Moving from print to web design — helping someone start from scratch.
August 8, 2014 7:36 AM Subscribe
I need to advise a graphic designer whose skills are in print design only about expanding their skillset to include front-end web design work. At this time, the designer has a very, very basic understanding of web design.
The designer — who I’ll call Jaime — is now learning a bit about Dreamweaver as a starting point.
But Jamie does not really understand the way things fit together — HTML5/CSS/images/photos — to create a web page or an e-mailer etc. and thinks Dreamweaver is a good place to start. I am not so sure. Jamie does not see or understand the bigger picture my attempts to explain it have not gone well.
For example, I told Jamie that DW is just one tool to edit HTML, but not the best way to create/edit CSS. Now, I am not a web developer or designer (I’m more a project manager) and I can’t talk about the best tools and/or latest methods. I don’t know the best tools to edit CSS or HTML are, for example. But I explained it’s less about the tools at this point and much more important to understand the concepts first.

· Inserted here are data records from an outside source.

// author: kodeholic (powered by Claude)
// TtlHandler - lease 만료 알림 구독자
//
// 만료 시 상태 전이:
//   waiting  ──expire──▶ timeout   (clear_user 발행 + 유예 lease)
//   matching ──expire──▶ matching  (lease 재연장 - 판단 중인 유저는 내보내지 않음)
//   matched | timeout | cancelled | disconnected ──expire──▶ (삭제)
//
// 레지스트리에 없는 유저의 만료는 로그만 남기고 무시한다.
// 전이/삭제는 읽은 (sessionKey, status) 가 그대로일 때만 적용된다. 그 사이 바뀌었으면 다시 읽고 판단.
// 워커 루프와 스레드를 공유하지 않는 별도 태스크에서 돈다.

use std::sync::Arc;
use tokio::sync::watch;
use tracing::{debug, error, info, warn};

use crate::config::MatchConfig;
use crate::core::{ClearReason, EntryQueue, EntryQueueJob, MatchStatus, StatusEntry, StatusRegistry};
use crate::error::MatchResult;
use crate::store::{keys, Store};
use crate::trace::{TraceEvent, TraceHub, TraceKind};

const MAX_ATTEMPTS: usize = 3;

#[derive(Debug, Clone, Copy, PartialEq, Eq)]
pub enum TtlOutcome {
    /// lease 키가 아니거나 레지스트리에 없는 유저
    Ignored,
    TimedOut,
    Renewed,
    Removed,
}

pub struct TtlHandler {
    registry:  StatusRegistry,
    queue:     EntryQueue,
    trace_hub: Arc<TraceHub>,
    config:    MatchConfig,
}

impl TtlHandler {
    pub fn new(registry: StatusRegistry, queue: EntryQueue, trace_hub: Arc<TraceHub>, config: MatchConfig) -> Self {
        Self { registry, queue, trace_hub, config }
    }

    pub async fn on_lease_expired(&self, key: &str) -> MatchResult<TtlOutcome> {
        let Some(user_id) = keys::user_from_lease(key) else {
            return Ok(TtlOutcome::Ignored);
        };

        for _ in 0..MAX_ATTEMPTS {
            let Some(entry) = self.registry.get_user_data(user_id).await? else {
                info!("[ttl] lease expired for unknown user={} (already cleaned up)", user_id);
                return Ok(TtlOutcome::Ignored);
            };
            if let Some(outcome) = self.apply(&entry).await? {
                return Ok(outcome);
            }
            debug!("[ttl] user={} changed while handling expiry, re-reading", user_id);
        }

        warn!("[ttl] user={} kept changing, expiry skipped", user_id);
        Ok(TtlOutcome::Ignored)
    }

    /// 전이 경합에서 졌으면 None
    async fn apply(&self, entry: &StatusEntry) -> MatchResult<Option<TtlOutcome>> {
        let user_id = entry.user_id.as_str();
        match entry.status {
            MatchStatus::Waiting => {
                if !self.registry
                    .transition(user_id, entry.session_key, MatchStatus::Waiting, MatchStatus::Timeout)
                    .await?
                {
                    return Ok(None);
                }
                let job = EntryQueueJob::clear_user(entry.with_status(MatchStatus::Timeout), ClearReason::Timeout);
                self.queue.enqueue(&job).await?;
                self.registry.set_lease(user_id, self.config.grace_lease).await?;

                self.trace_hub.publish(TraceEvent::new(
                    TraceKind::Timeout, &[user_id], format!("no partner within {:?}", self.config.match_timeout),
                ));
                info!("[ttl] user={} waiting → timeout", user_id);
                Ok(Some(TtlOutcome::TimedOut))
            }
            MatchStatus::Matching => {
                self.registry.set_lease(user_id, self.config.matching_renew).await?;
                debug!("[ttl] user={} still matching, lease renewed", user_id);
                Ok(Some(TtlOutcome::Renewed))
            }
            MatchStatus::Matched
            | MatchStatus::Timeout
            | MatchStatus::Cancelled
            | MatchStatus::Disconnected => {
                if !self.registry.remove_if_unchanged(entry).await? {
                    return Ok(None);
                }
                self.trace_hub.publish(TraceEvent::new(
                    TraceKind::Removed, &[user_id], format!("final cleanup from {}", entry.status),
                ));
                info!("[ttl] user={} removed (was {})", user_id, entry.status);
                Ok(Some(TtlOutcome::Removed))
            }
        }
    }
}

// ----------------------------------------------------------------------------
// [루프] 만료 알림 리스너
// ----------------------------------------------------------------------------

pub async fn run_ttl_listener(handler: Arc<TtlHandler>, store: Store, mut shutdown: watch::Receiver<bool>) {
    let mut expired = match store.subscribe_expired().await {
        Ok(rx) => rx,
        Err(e) => {
            error!("[ttl] subscribe failed, lease expiry disabled: {}", e);
            return;
        }
    };

    info!("[ttl] Listener started");

    loop {
        tokio::select! {
            key = expired.recv() => {
                let Some(key) = key else {
                    warn!("[ttl] expiry stream closed");
                    break;
                };
                if let Err(e) = handler.on_lease_expired(&key).await {
                    warn!("[ttl] handling {} failed: {}", key, e);
                }
            }
            _ = shutdown.changed() => break,
        }
    }

    info!("[ttl] Listener stopped");
}
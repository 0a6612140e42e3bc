// author: kodeholic (powered by Claude)
//
// pmadmin - pair-match 운영 관리 CLI
//
// 사용법:
//   pmadmin [--host HOST] [--port PORT] <COMMAND>
//
// 조회 명령
//   pmadmin status                     서버 상태 요약 (상태별 유저 수, 큐 길이, 세션)
//   pmadmin users                      StatusEntry 전체 테이블
//   pmadmin users <user_id>            StatusEntry 상세 (lease, 순번, 세션)
//   pmadmin pool                       버킷별 대기 인원 + FCFS 순서
//   pmadmin sessions                   세션 전체 테이블
//   pmadmin sessions <session_id>      세션 상세 (참가자 상태)
//
// 조작 명령
//   pmadmin clear <user_id>            매칭 상태 강제 정리

use clap::{Parser, Subcommand};
use colored::Colorize;
use serde::Deserialize;
use std::collections::BTreeMap;
use tabled::{Table, Tabled};

// ----------------------------------------------------------------------------
// [CLI 정의]
// ----------------------------------------------------------------------------

#[derive(Parser)]
#[command(
    name    = "pmadmin",
    about   = "pair-match 운영 관리 CLI",
    version,
)]
struct Cli {
    /// 서버 호스트
    #[arg(long, default_value = "127.0.0.1")]
    host: String,

    /// 서버 포트 (HTTP/WS 공용)
    #[arg(long, default_value_t = 8080)]
    port: u16,

    #[command(subcommand)]
    command: Command,
}

#[derive(Subcommand)]
enum Command {
    /// 서버 상태 요약
    Status,

    /// 매칭 유저 목록 또는 상세
    Users {
        /// user_id 지정 시 상세 보기
        user_id: Option<String>,
    },

    /// 매칭 풀 (버킷 + FCFS)
    Pool,

    /// 세션 목록 또는 상세
    Sessions {
        /// session_id 지정 시 상세 보기
        session_id: Option<String>,
    },

    /// 매칭 상태 강제 정리
    Clear {
        /// 대상 user_id
        user_id: String,
    },
}

// ----------------------------------------------------------------------------
// [응답 타입] - http/dto.rs 와 대응
// ----------------------------------------------------------------------------

#[derive(Deserialize)]
struct ServerStatus {
    uptime_secs:     u64,
    user_count:      usize,
    by_status:       BTreeMap<String, usize>,
    entry_queue_len: usize,
    fcfs_len:        usize,
    session_count:   usize,
    active_sessions: usize,
    ws_connections:  usize,
    sweeper_running: bool,
}

#[derive(Deserialize)]
struct AdminUserSummary {
    user_id:        String,
    status:         String,
    difficulty:     String,
    topics:         Vec<String>,
    session_key:    i64,
    idle_secs:      u64,
    lease_secs:     Option<u64>,
    queue_position: Option<usize>,
}

// 컬러 렌더링용 표시 타입
#[derive(Tabled)]
struct UserRow {
    #[tabled(rename = "USER ID")]
    user_id:     String,
    #[tabled(rename = "STATUS")]
    status:      String,
    #[tabled(rename = "DIFF")]
    difficulty:  String,
    #[tabled(rename = "TOPICS")]
    topics:      String,
    #[tabled(rename = "KEY")]
    session_key: i64,
    #[tabled(rename = "IDLE(s)")]
    idle_secs:   u64,
    #[tabled(rename = "LEASE(s)")]
    lease:       String,
    #[tabled(rename = "POS")]
    position:    String,
}

#[derive(Deserialize)]
#[serde(rename_all = "camelCase")]
struct EntryView {
    user_id:      String,
    status:       String,
    session_key:  i64,
    difficulty:   String,
    topics:       Vec<String>,
    last_seen:    u64,
    matching_id:  Option<String>,
    requested_at: u64,
}

#[derive(Deserialize)]
struct AdminUserDetail {
    entry:          EntryView,
    idle_secs:      u64,
    lease_secs:     Option<u64>,
    queue_position: Option<usize>,
    connected:      bool,
    session_id:     Option<String>,
}

#[derive(Deserialize, Tabled)]
struct BucketInfo {
    #[tabled(rename = "DIFFICULTY")]
    difficulty: String,
    #[tabled(rename = "TOPIC")]
    topic:      String,
    #[tabled(rename = "SIZE")]
    size:       usize,
}

#[derive(Deserialize, Tabled)]
struct FcfsEntry {
    #[tabled(rename = "#")]
    position:    usize,
    #[tabled(rename = "USER ID")]
    user_id:     String,
    #[tabled(rename = "KEY")]
    session_key: i64,
}

#[derive(Deserialize)]
struct AdminPool {
    buckets: Vec<BucketInfo>,
    fcfs:    Vec<FcfsEntry>,
}

#[derive(Deserialize, Tabled)]
struct AdminSessionSummary {
    #[tabled(rename = "SESSION ID")]
    id:                 String,
    #[tabled(rename = "QUESTION")]
    question_id:        String,
    #[tabled(rename = "DIFF")]
    difficulty:         String,
    #[tabled(rename = "TOPIC")]
    topic:              String,
    #[tabled(rename = "PARTICIPANTS", display_with = "join_list")]
    participants:       Vec<String>,
    #[tabled(rename = "READY")]
    all_ready:          bool,
    #[tabled(rename = "ENDED", display_with = "opt_or_dash")]
    termination_reason: Option<String>,
}

#[derive(Deserialize)]
#[serde(rename_all = "camelCase")]
struct SessionDetail {
    id:                 String,
    matching_id:        String,
    question_id:        String,
    difficulty:         String,
    topic:              String,
    participants:       Vec<ParticipantView>,
    created_at:         u64,
    started_at:         Option<u64>,
    ended_at:           Option<u64>,
    termination_reason: Option<String>,
    ended_by:           Option<String>,
}

#[derive(Deserialize, Tabled)]
#[serde(rename_all = "camelCase")]
struct ParticipantView {
    #[tabled(rename = "USER ID")]
    user_id:    String,
    #[tabled(rename = "STATE")]
    state:      String,
    #[tabled(rename = "UPDATED", display_with = "format_ts_ref")]
    updated_at: u64,
}

// ----------------------------------------------------------------------------
// [main]
// ----------------------------------------------------------------------------

fn main() {
    let cli = Cli::parse();
    let base = format!("http://{}:{}", cli.host, cli.port);

    let result = match &cli.command {
        Command::Status                          => cmd_status(&base),
        Command::Users { user_id: None }         => cmd_users(&base),
        Command::Users { user_id: Some(uid) }    => cmd_user_detail(&base, uid),
        Command::Pool                            => cmd_pool(&base),
        Command::Sessions { session_id: None }   => cmd_sessions(&base),
        Command::Sessions { session_id: Some(sid) } => cmd_session_detail(&base, sid),
        Command::Clear { user_id }               => cmd_clear(&base, user_id),
    };

    if let Err(e) = result {
        eprintln!("{} {}", "ERROR:".red().bold(), e);
        std::process::exit(1);
    }
}

// ----------------------------------------------------------------------------
// [커맨드 구현]
// ----------------------------------------------------------------------------

fn cmd_status(base: &str) -> Result<(), Box<dyn std::error::Error>> {
    let s: ServerStatus = get_json(&format!("{}/admin/status", base))?;

    let hours   = s.uptime_secs / 3600;
    let minutes = (s.uptime_secs % 3600) / 60;
    let secs    = s.uptime_secs % 60;

    println!();
    println!("{}", "  pair-match Server Status".bold().cyan());
    println!("  {}", "─".repeat(36).dimmed());
    println!("  {:16} {}",
        "Uptime:".bold(),
        format!("{}h {}m {}s", hours, minutes, secs).green()
    );
    println!("  {:16} {}", "Users:".bold(), s.user_count.to_string().yellow());
    for (status, count) in &s.by_status {
        println!("    {:14} {}", format!("{}:", status).dimmed(), colorize_status(status, &count.to_string()));
    }
    println!("  {:16} {}", "Entry Queue:".bold(), s.entry_queue_len.to_string().yellow());
    println!("  {:16} {}", "FCFS:".bold(),        s.fcfs_len.to_string().yellow());
    println!("  {:16} {} ({} active)", "Sessions:".bold(),
        s.session_count.to_string().yellow(),
        s.active_sessions.to_string().green(),
    );
    println!("  {:16} {}", "Gateway WS:".bold(), s.ws_connections.to_string().yellow());
    println!("  {:16} {}",
        "Sweeper:".bold(),
        if s.sweeper_running { "● running".yellow().to_string() } else { "○ idle".dimmed().to_string() }
    );
    println!();
    Ok(())
}

fn cmd_users(base: &str) -> Result<(), Box<dyn std::error::Error>> {
    let users: Vec<AdminUserSummary> = get_json(&format!("{}/admin/users", base))?;

    if users.is_empty() {
        println!("{}", "  매칭 중인 유저 없음".dimmed());
        return Ok(());
    }

    let rows: Vec<UserRow> = users.iter().map(|u| UserRow {
        user_id:     if u.idle_secs > 15 { u.user_id.red().to_string() } else { u.user_id.clone() },
        status:      colorize_status(&u.status, &u.status),
        difficulty:  u.difficulty.clone(),
        topics:      u.topics.join(","),
        session_key: u.session_key,
        idle_secs:   u.idle_secs,
        lease:       u.lease_secs.map(|s| s.to_string()).unwrap_or_else(|| "-".into()),
        position:    u.queue_position.map(|p| p.to_string()).unwrap_or_else(|| "-".into()),
    }).collect();

    println!();
    println!("{}", Table::new(&rows));
    println!("  {} user(s)", users.len());
    println!();
    Ok(())
}

fn cmd_user_detail(base: &str, user_id: &str) -> Result<(), Box<dyn std::error::Error>> {
    let u: AdminUserDetail = get_json(&format!("{}/admin/users/{}", base, user_id))?;
    let e = &u.entry;

    println!();
    println!("{}", format!("  User: {}", e.user_id).bold().cyan());
    println!("  {}", "─".repeat(36).dimmed());
    println!("  {:16} {}", "Status:".bold(),      colorize_status(&e.status, &e.status));
    println!("  {:16} {}", "Session Key:".bold(), e.session_key);
    println!("  {:16} {}", "Difficulty:".bold(),  e.difficulty);
    println!("  {:16} {}", "Topics:".bold(),      e.topics.join(", ").yellow());
    println!("  {:16} {}", "Requested:".bold(),   format_ts(e.requested_at));
    println!("  {:16} {} ({}s idle)", "Last Seen:".bold(), format_ts(e.last_seen), u.idle_secs);
    println!("  {:16} {}", "Lease:".bold(),
        u.lease_secs.map(|s| format!("{}s", s)).unwrap_or_else(|| "(없음)".dimmed().to_string()));
    println!("  {:16} {}", "Queue Pos:".bold(),
        u.queue_position.map(|p| p.to_string()).unwrap_or_else(|| "-".into()));
    println!("  {:16} {}", "Matching ID:".bold(), e.matching_id.as_deref().unwrap_or("-"));
    println!("  {:16} {}", "Session:".bold(),     u.session_id.as_deref().unwrap_or("-"));
    println!("  {:16} {}",
        "Gateway:".bold(),
        if u.connected { "✓ connected".green().to_string() } else { "✗ offline".dimmed().to_string() }
    );
    println!();
    Ok(())
}

fn cmd_pool(base: &str) -> Result<(), Box<dyn std::error::Error>> {
    let pool: AdminPool = get_json(&format!("{}/admin/pool", base))?;

    println!();
    println!("{}", "  Buckets".bold());
    if pool.buckets.is_empty() {
        println!("    {}", "(없음)".dimmed());
    } else {
        println!("{}", indent(&Table::new(&pool.buckets).to_string()));
    }

    println!();
    println!("{} ({})", "  FCFS".bold(), pool.fcfs.len());
    if pool.fcfs.is_empty() {
        println!("    {}", "(없음)".dimmed());
    } else {
        println!("{}", indent(&Table::new(&pool.fcfs).to_string()));
    }
    println!();
    Ok(())
}

fn cmd_sessions(base: &str) -> Result<(), Box<dyn std::error::Error>> {
    let sessions: Vec<AdminSessionSummary> = get_json(&format!("{}/admin/sessions", base))?;

    if sessions.is_empty() {
        println!("{}", "  세션 없음".dimmed());
        return Ok(());
    }

    println!();
    println!("{}", Table::new(&sessions));
    println!("  {} session(s)", sessions.len());
    println!();
    Ok(())
}

fn cmd_session_detail(base: &str, session_id: &str) -> Result<(), Box<dyn std::error::Error>> {
    let s: SessionDetail = get_json(&format!("{}/admin/sessions/{}", base, session_id))?;

    println!();
    println!("{}", format!("  Session: {}", s.id).bold().cyan());
    println!("  {}", "─".repeat(48).dimmed());
    println!("  {:16} {}", "Matching ID:".bold(), s.matching_id);
    println!("  {:16} {}", "Question:".bold(),    s.question_id.yellow());
    println!("  {:16} {} / {}", "Bucket:".bold(), s.difficulty, s.topic);
    println!("  {:16} {}", "Created:".bold(),     format_ts(s.created_at));
    println!("  {:16} {}", "Started:".bold(),     s.started_at.map(format_ts).unwrap_or_else(|| "-".into()));

    let ended = match (s.ended_at, &s.termination_reason) {
        (Some(at), Some(reason)) => format!("{} ({}{})",
            format_ts(at),
            reason.red(),
            s.ended_by.as_deref().map(|u| format!(" by {}", u)).unwrap_or_default(),
        ),
        _ => "○ open".green().to_string(),
    };
    println!("  {:16} {}", "Ended:".bold(), ended);

    println!();
    println!("{}", "  Participants".bold());
    println!("{}", indent(&Table::new(&s.participants).to_string()));
    println!();
    Ok(())
}

fn cmd_clear(base: &str, user_id: &str) -> Result<(), Box<dyn std::error::Error>> {
    let client = reqwest::blocking::Client::new();
    let url    = format!("{}/admin/clear/{}", base, user_id);
    let resp   = client.post(&url).send()?;

    let status = resp.status();
    let body: serde_json::Value = resp.json()?;

    if !status.is_success() {
        let msg = body["error"].as_str().unwrap_or("unknown error");
        return Err(format!("[{}] {}", status, msg).into());
    }

    println!();
    println!("  {} user={} was={} key={}",
        "Clear OK".green().bold(),
        user_id.yellow(),
        body["was"].as_str().unwrap_or("-").cyan(),
        body["session_key"],
    );
    println!();
    Ok(())
}

// ----------------------------------------------------------------------------
// [공통 유틸]
// ----------------------------------------------------------------------------

/// GET 요청 + JSON 역직렬화
fn get_json<T: for<'de> serde::Deserialize<'de>>(url: &str) -> Result<T, Box<dyn std::error::Error>> {
    let resp = reqwest::blocking::get(url)?;
    let status = resp.status();
    if !status.is_success() {
        let body: serde_json::Value = resp.json().unwrap_or_default();
        let msg = body["error"].as_str().unwrap_or("unknown error");
        return Err(format!("[{}] {}", status, msg).into());
    }
    Ok(resp.json()?)
}

fn colorize_status(status: &str, text: &str) -> String {
    match status {
        "waiting"      => text.yellow().to_string(),
        "matching"     => text.bright_yellow().bold().to_string(),
        "matched"      => text.green().bold().to_string(),
        "timeout"
        | "disconnected" => text.red().to_string(),
        "cancelled"    => text.dimmed().to_string(),
        _              => text.normal().to_string(),
    }
}

fn indent(table: &str) -> String {
    table.lines().map(|l| format!("  {}", l)).collect::<Vec<_>>().join("\n")
}

fn join_list(items: &[String]) -> String {
    items.join(" ")
}

fn opt_or_dash(v: &Option<String>) -> String {
    v.clone().unwrap_or_else(|| "-".to_string())
}

fn format_ts_ref(ms: &u64) -> String {
    format_ts(*ms)
}

/// Unix millis → 로컬 시각 "YYYY-MM-DD HH:MM:SS"
fn format_ts(ms: u64) -> String {
    if ms == 0 { return "-".to_string(); }
    chrono::DateTime::from_timestamp_millis(ms as i64)
        .map(|dt| dt.with_timezone(&chrono::Local).format("%Y-%m-%d %H:%M:%S").to_string())
        .unwrap_or_else(|| "-".to_string())
}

To that end, my attempts at explaining how CSS works (external, internal and inline) and what front-end and back-back end mean did not go well. I am not a very good explainer and this is not my area of expertise.
Ultimately, I think Jamie does need to learn some core skills — HTML5, CSS3, web graphics etc. — to update their skills.
But before that I think Jamie needs really good, simple and comprehensive overview (written for people moving from print or for total beginners) to digital design.
I am thinking of a book or website or online course that explains what print designers need to know to move into web/digital design and perhaps even compares the two disciplines to help illustrate the concepts.
In a nutshell: I am looking for something that can explain the general concepts before the person ever thinks about learning code. Does such a thing exist? I have searched the heck out of it and the info I am reading assumes a level of technical understanding that is not there yet.